══ EXTRACTED DATA ══

// =============================================================================
// Shared Queries
// =============================================================================

async fn stock_counts(conn: &mut SqliteConnection) -> DbResult<StockReport> {
    let (total_products, sufficient, critical, out_of_stock, total_stock_value_cents): (i64, i64, i64, i64, i64) =
        sqlx::query_as(
            r#"
            SELECT COUNT(*),
                   COALESCE(SUM(stock_status = 'sufficient'), 0),
                   COALESCE(SUM(stock_status = 'critical'), 0),
                   COALESCE(SUM(stock_status = 'out_of_stock'), 0),
                   COALESCE(SUM(unit_price_cents * units_in_stock), 0)
            FROM products
            WHERE is_deleted = 0 AND is_active = 1
            "#,
        )
        .fetch_one(conn)
        .await?;

    Ok(StockReport {
        total_products,
        sufficient,
        critical,
        out_of_stock,
        total_stock_value_cents,
    })
}

async fn top_products_on(conn: &mut SqliteConnection, scope: &ReportScope, limit: i64) -> DbResult<Vec<TopProduct>> {
    let top = sqlx::query_as::<_, TopProduct>(
        r#"
        SELECT d.product_id AS product_id,
               p.name AS product_name,
               SUM(d.quantity) AS quantity_sold,
               SUM(d.total_cents) AS revenue_cents,
               COUNT(DISTINCT d.sale_id) AS sale_count
        FROM sale_details d
        JOIN sales s ON s.id = d.sale_id
        JOIN products p ON p.id = d.product_id
        WHERE s.status <> 'cancelled' AND s.is_deleted = 0
          AND (? IS NULL OR s.store_id = ?)
          AND (? IS NULL OR substr(s.sale_date, 1, 10) >= ?)
          AND (? IS NULL OR substr(s.sale_date, 1, 10) <= ?)
        GROUP BY d.product_id, p.name
        ORDER BY quantity_sold DESC, revenue_cents DESC, product_name ASC
        LIMIT ?
        "#,
    )
    .bind(&scope.store_id)
    .bind(&scope.store_id)
    .bind(scope.from)
    .bind(scope.from)
    .bind(scope.to)
    .bind(scope.to)
    .bind(limit.max(0))
    .fetch_all(conn)
    .await?;

    Ok(top)
}
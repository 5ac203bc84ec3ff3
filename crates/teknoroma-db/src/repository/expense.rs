//! # Expense Repository

use chrono::{NaiveDate, Utc};
use sqlx::{SqliteConnection, SqlitePool};
use tracing::debug;

use crate::error::{DbError, DbResult};
use teknoroma_core::{Expense, ExpenseType, Visibility};

/// Optional filters for listing expenses. Dates are inclusive.
#[derive(Debug, Clone, Default)]
pub struct ExpenseFilter {
    pub store_id: Option<String>,
    pub expense_type: Option<ExpenseType>,
    pub from: Option<NaiveDate>,
    pub to: Option<NaiveDate>,
    pub visibility: Visibility,
}

#[derive(Debug, Clone)]
pub struct ExpenseRepository {
    pool: SqlitePool,
}

impl ExpenseRepository {
    pub fn new(pool: SqlitePool) -> Self {
        ExpenseRepository { pool }
    }

    /// Inserts an expense. The number must already be allocated on `conn`.
    pub async fn insert_in(conn: &mut SqliteConnection, expense: &Expense) -> DbResult<()> {
        debug!(id = %expense.id, number = %expense.expense_number, "Inserting expense");

        sqlx::query(
            r#"
            INSERT INTO expenses (
                id, expense_number, store_id, employee_id, expense_type, description,
                amount_cents, currency, exchange_rate, amount_in_try_cents,
                expense_date, is_paid, payment_date, is_deleted, created_at, modified_at
            ) VALUES (?, ?, ?, ?, ?, ?, ?, ?, ?, ?, ?, ?, ?, ?, ?, ?)
            "#,
        )
        .bind(&expense.id)
        .bind(&expense.expense_number)
        .bind(&expense.store_id)
        .bind(&expense.employee_id)
        .bind(expense.expense_type)
        .bind(&expense.description)
        .bind(expense.amount_cents)
        .bind(expense.currency)
        .bind(expense.exchange_rate)
        .bind(expense.amount_in_try_cents)
        .bind(expense.expense_date)
        .bind(expense.is_paid)
        .bind(expense.payment_date)
        .bind(expense.is_deleted)
        .bind(expense.created_at)
        .bind(expense.modified_at)
        .execute(conn)
        .await?;

        Ok(())
    }

    pub async fn get_by_id(&self, id: &str, visibility: Visibility) -> DbResult<Option<Expense>> {
        let expense = sqlx::query_as::<_, Expense>(
            "SELECT * FROM expenses WHERE id = ? AND (? OR is_deleted = 0)",
        )
        .bind(id)
        .bind(visibility.includes_deleted())
        .fetch_optional(&self.pool)
        .await?;

        Ok(expense)
    }

    pub async fn list(&self, filter: &ExpenseFilter) -> DbResult<Vec<Expense>> {
        let expenses = sqlx::query_as::<_, Expense>(
            r#"
            SELECT * FROM expenses
            WHERE (? OR is_deleted = 0)
              AND (? IS NULL OR store_id = ?)
              AND (? IS NULL OR expense_type = ?)
              AND (? IS NULL OR expense_date >= ?)
              AND (? IS NULL OR expense_date <= ?)
            ORDER BY expense_date DESC, expense_number DESC
            "#,
        )
        .bind(filter.visibility.includes_deleted())
        .bind(&filter.store_id)
        .bind(&filter.store_id)
        .bind(filter.expense_type)
        .bind(filter.expense_type)
        .bind(filter.from)
        .bind(filter.from)
        .bind(filter.to)
        .bind(filter.to)
        .fetch_all(&self.pool)
        .await?;

        Ok(expenses)
    }

    /// Marks an unpaid expense as paid on `payment_date`.
    ///
    /// ## Returns
    /// * `Ok(false)` - the expense was already paid
    pub async fn mark_paid(&self, id: &str, payment_date: NaiveDate) -> DbResult<bool> {
        debug!(id = %id, payment_date = %payment_date, "Marking expense paid");

        if self.get_by_id(id, Visibility::Active).await?.is_none() {
            return Err(DbError::not_found("Expense", id));
        }

        let result = sqlx::query(
            r#"
            UPDATE expenses SET is_paid = 1, payment_date = ?, modified_at = ?
            WHERE id = ? AND is_deleted = 0 AND is_paid = 0
            "#,
        )
        .bind(payment_date)
        .bind(Utc::now())
        .bind(id)
        .execute(&self.pool)
        .await?;

        Ok(result.rows_affected() == 1)
    }

    pub async fn soft_delete(&self, id: &str) -> DbResult<()> {
        super::set_deleted(&self.pool, "expenses", "Expense", id, true).await
    }
}
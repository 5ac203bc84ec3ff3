//! # Services
//!
//! Business workflows between the HTTP routes and the repositories.
//!
//! ```text
//! services/
//! ├── sale.rs              ◄─── CreateSale, ConfirmPayment, Complete, Cancel
//! ├── stock.rs             ◄─── Increase / Decrease / Adjust
//! ├── catalog.rs           ◄─── Categories, suppliers, products
//! ├── people.rs            ◄─── Stores, departments, customers, employees
//! ├── expense.rs           ◄─── Expenses with rate snapshots
//! ├── ticket.rs            ◄─── Technical-service tickets
//! ├── supplier_delivery.rs ◄─── Supplier transactions + stock intake
//! ├── report.rs            ◄─── Reporting aggregator
//! ├── exchange_rate.rs     ◄─── Cached currency rates
//! └── notification.rs      ◄─── Notifier trait + broadcast hub
//! ```
//!
//! Services own a cloned [`teknoroma_db::Database`] handle and return
//! [`crate::error::ServiceResult`]. Multi-statement writes run in one
//! `UnitOfWork`; notifications are published only after commit.

pub mod catalog;
pub mod exchange_rate;
pub mod expense;
pub mod notification;
pub mod people;
pub mod report;
pub mod sale;
pub mod stock;
pub mod supplier_delivery;
pub mod ticket;

pub use catalog::CatalogService;
pub use exchange_rate::ExchangeRateService;
pub use expense::ExpenseService;
pub use notification::{NotificationHub, Notifier};
pub use people::PeopleService;
pub use report::ReportService;
pub use sale::SaleService;
pub use stock::StockService;
pub use supplier_delivery::SupplierDeliveryService;
pub use ticket::TicketService;
//! Store, department, customer and employee endpoints.

use axum::extract::{Path, Query, State};
use axum::http::StatusCode;
use axum::Json;
use serde::Deserialize;

use teknoroma_core::{Customer, Department, Employee, Role, Store, Visibility};

use crate::error::ApiResult;
use crate::routes::VisibilityQuery;
use crate::services::people::{CustomerInput, DepartmentInput, EmployeeInput, StoreInput};
use crate::AppState;

// =============================================================================
// Stores
// =============================================================================

pub async fn list_stores(
    State(state): State<AppState>,
    Query(q): Query<VisibilityQuery>,
) -> ApiResult<Json<Vec<Store>>> {
    Ok(Json(state.people().list_stores(q.visibility()).await?))
}

#[tracing::instrument(skip(state, req))]
pub async fn create_store(
    State(state): State<AppState>,
    Json(req): Json<StoreInput>,
) -> ApiResult<(StatusCode, Json<Store>)> {
    let store = state.people().create_store(req).await?;
    Ok((StatusCode::CREATED, Json(store)))
}

pub async fn get_store(
    State(state): State<AppState>,
    Path(id): Path<String>,
    Query(q): Query<VisibilityQuery>,
) -> ApiResult<Json<Store>> {
    Ok(Json(state.people().get_store(&id, q.visibility()).await?))
}

#[tracing::instrument(skip(state, req))]
pub async fn update_store(
    State(state): State<AppState>,
    Path(id): Path<String>,
    Json(req): Json<StoreInput>,
) -> ApiResult<Json<Store>> {
    Ok(Json(state.people().update_store(&id, req).await?))
}

#[tracing::instrument(skip(state))]
pub async fn delete_store(State(state): State<AppState>, Path(id): Path<String>) -> ApiResult<StatusCode> {
    state.people().delete_store(&id).await?;
    Ok(StatusCode::NO_CONTENT)
}

#[tracing::instrument(skip(state))]
pub async fn restore_store(State(state): State<AppState>, Path(id): Path<String>) -> ApiResult<Json<Store>> {
    Ok(Json(state.people().restore_store(&id).await?))
}

// =============================================================================
// Departments
// =============================================================================

#[derive(Debug, Default, Deserialize)]
pub struct DepartmentListQuery {
    pub store_id: Option<String>,
    #[serde(default)]
    pub include_deleted: bool,
}

pub async fn list_departments(
    State(state): State<AppState>,
    Query(q): Query<DepartmentListQuery>,
) -> ApiResult<Json<Vec<Department>>> {
    let departments = state
        .people()
        .list_departments(q.store_id.as_deref(), Visibility::from_flag(q.include_deleted))
        .await?;
    Ok(Json(departments))
}

#[tracing::instrument(skip(state, req))]
pub async fn create_department(
    State(state): State<AppState>,
    Json(req): Json<DepartmentInput>,
) -> ApiResult<(StatusCode, Json<Department>)> {
    let department = state.people().create_department(req).await?;
    Ok((StatusCode::CREATED, Json(department)))
}

pub async fn get_department(
    State(state): State<AppState>,
    Path(id): Path<String>,
    Query(q): Query<VisibilityQuery>,
) -> ApiResult<Json<Department>> {
    Ok(Json(state.people().get_department(&id, q.visibility()).await?))
}

#[tracing::instrument(skip(state, req))]
pub async fn update_department(
    State(state): State<AppState>,
    Path(id): Path<String>,
    Json(req): Json<DepartmentInput>,
) -> ApiResult<Json<Department>> {
    Ok(Json(state.people().update_department(&id, req).await?))
}

#[tracing::instrument(skip(state))]
pub async fn delete_department(State(state): State<AppState>, Path(id): Path<String>) -> ApiResult<StatusCode> {
    state.people().delete_department(&id).await?;
    Ok(StatusCode::NO_CONTENT)
}

#[tracing::instrument(skip(state))]
pub async fn restore_department(
    State(state): State<AppState>,
    Path(id): Path<String>,
) -> ApiResult<Json<Department>> {
    Ok(Json(state.people().restore_department(&id).await?))
}

// =============================================================================
// Customers
// =============================================================================

pub async fn list_customers(
    State(state): State<AppState>,
    Query(q): Query<VisibilityQuery>,
) -> ApiResult<Json<Vec<Customer>>> {
    Ok(Json(state.people().list_customers(q.visibility()).await?))
}

#[tracing::instrument(skip(state, req))]
pub async fn create_customer(
    State(state): State<AppState>,
    Json(req): Json<CustomerInput>,
) -> ApiResult<(StatusCode, Json<Customer>)> {
    let customer = state.people().create_customer(req).await?;
    Ok((StatusCode::CREATED, Json(customer)))
}

pub async fn get_customer(
    State(state): State<AppState>,
    Path(id): Path<String>,
    Query(q): Query<VisibilityQuery>,
) -> ApiResult<Json<Customer>> {
    Ok(Json(state.people().get_customer(&id, q.visibility()).await?))
}

#[tracing::instrument(skip(state, req))]
pub async fn update_customer(
    State(state): State<AppState>,
    Path(id): Path<String>,
    Json(req): Json<CustomerInput>,
) -> ApiResult<Json<Customer>> {
    Ok(Json(state.people().update_customer(&id, req).await?))
}

#[tracing::instrument(skip(state))]
pub async fn delete_customer(State(state): State<AppState>, Path(id): Path<String>) -> ApiResult<StatusCode> {
    state.people().delete_customer(&id).await?;
    Ok(StatusCode::NO_CONTENT)
}

#[tracing::instrument(skip(state))]
pub async fn restore_customer(State(state): State<AppState>, Path(id): Path<String>) -> ApiResult<Json<Customer>> {
    Ok(Json(state.people().restore_customer(&id).await?))
}

// =============================================================================
// Employees
// =============================================================================

#[derive(Debug, Default, Deserialize)]
pub struct EmployeeListQuery {
    pub store_id: Option<String>,
    pub role: Option<Role>,
    #[serde(default)]
    pub include_deleted: bool,
}

pub async fn list_employees(
    State(state): State<AppState>,
    Query(q): Query<EmployeeListQuery>,
) -> ApiResult<Json<Vec<Employee>>> {
    let employees = state
        .people()
        .list_employees(q.store_id.as_deref(), q.role, Visibility::from_flag(q.include_deleted))
        .await?;
    Ok(Json(employees))
}

#[tracing::instrument(skip(state, req))]
pub async fn create_employee(
    State(state): State<AppState>,
    Json(req): Json<EmployeeInput>,
) -> ApiResult<(StatusCode, Json<Employee>)> {
    let employee = state.people().create_employee(req).await?;
    Ok((StatusCode::CREATED, Json(employee)))
}

pub async fn get_employee(
    State(state): State<AppState>,
    Path(id): Path<String>,
    Query(q): Query<VisibilityQuery>,
) -> ApiResult<Json<Employee>> {
    Ok(Json(state.people().get_employee(&id, q.visibility()).await?))
}

#[tracing::instrument(skip(state, req))]
pub async fn update_employee(
    State(state): State<AppState>,
    Path(id): Path<String>,
    Json(req): Json<EmployeeInput>,
) -> ApiResult<Json<Employee>> {
    Ok(Json(state.people().update_employee(&id, req).await?))
}

#[tracing::instrument(skip(state))]
pub async fn delete_employee(State(state): State<AppState>, Path(id): Path<String>) -> ApiResult<StatusCode> {
    state.people().delete_employee(&id).await?;
    Ok(StatusCode::NO_CONTENT)
}

#[tracing::instrument(skip(state))]
pub async fn restore_employee(State(state): State<AppState>, Path(id): Path<String>) -> ApiResult<Json<Employee>> {
    Ok(Json(state.people().restore_employee(&id).await?))
}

═══

Could you copy out every line in the listing where the word "ExpenseRepository" appears?

pub struct ExpenseRepository {
impl ExpenseRepository {
        ExpenseRepository { pool }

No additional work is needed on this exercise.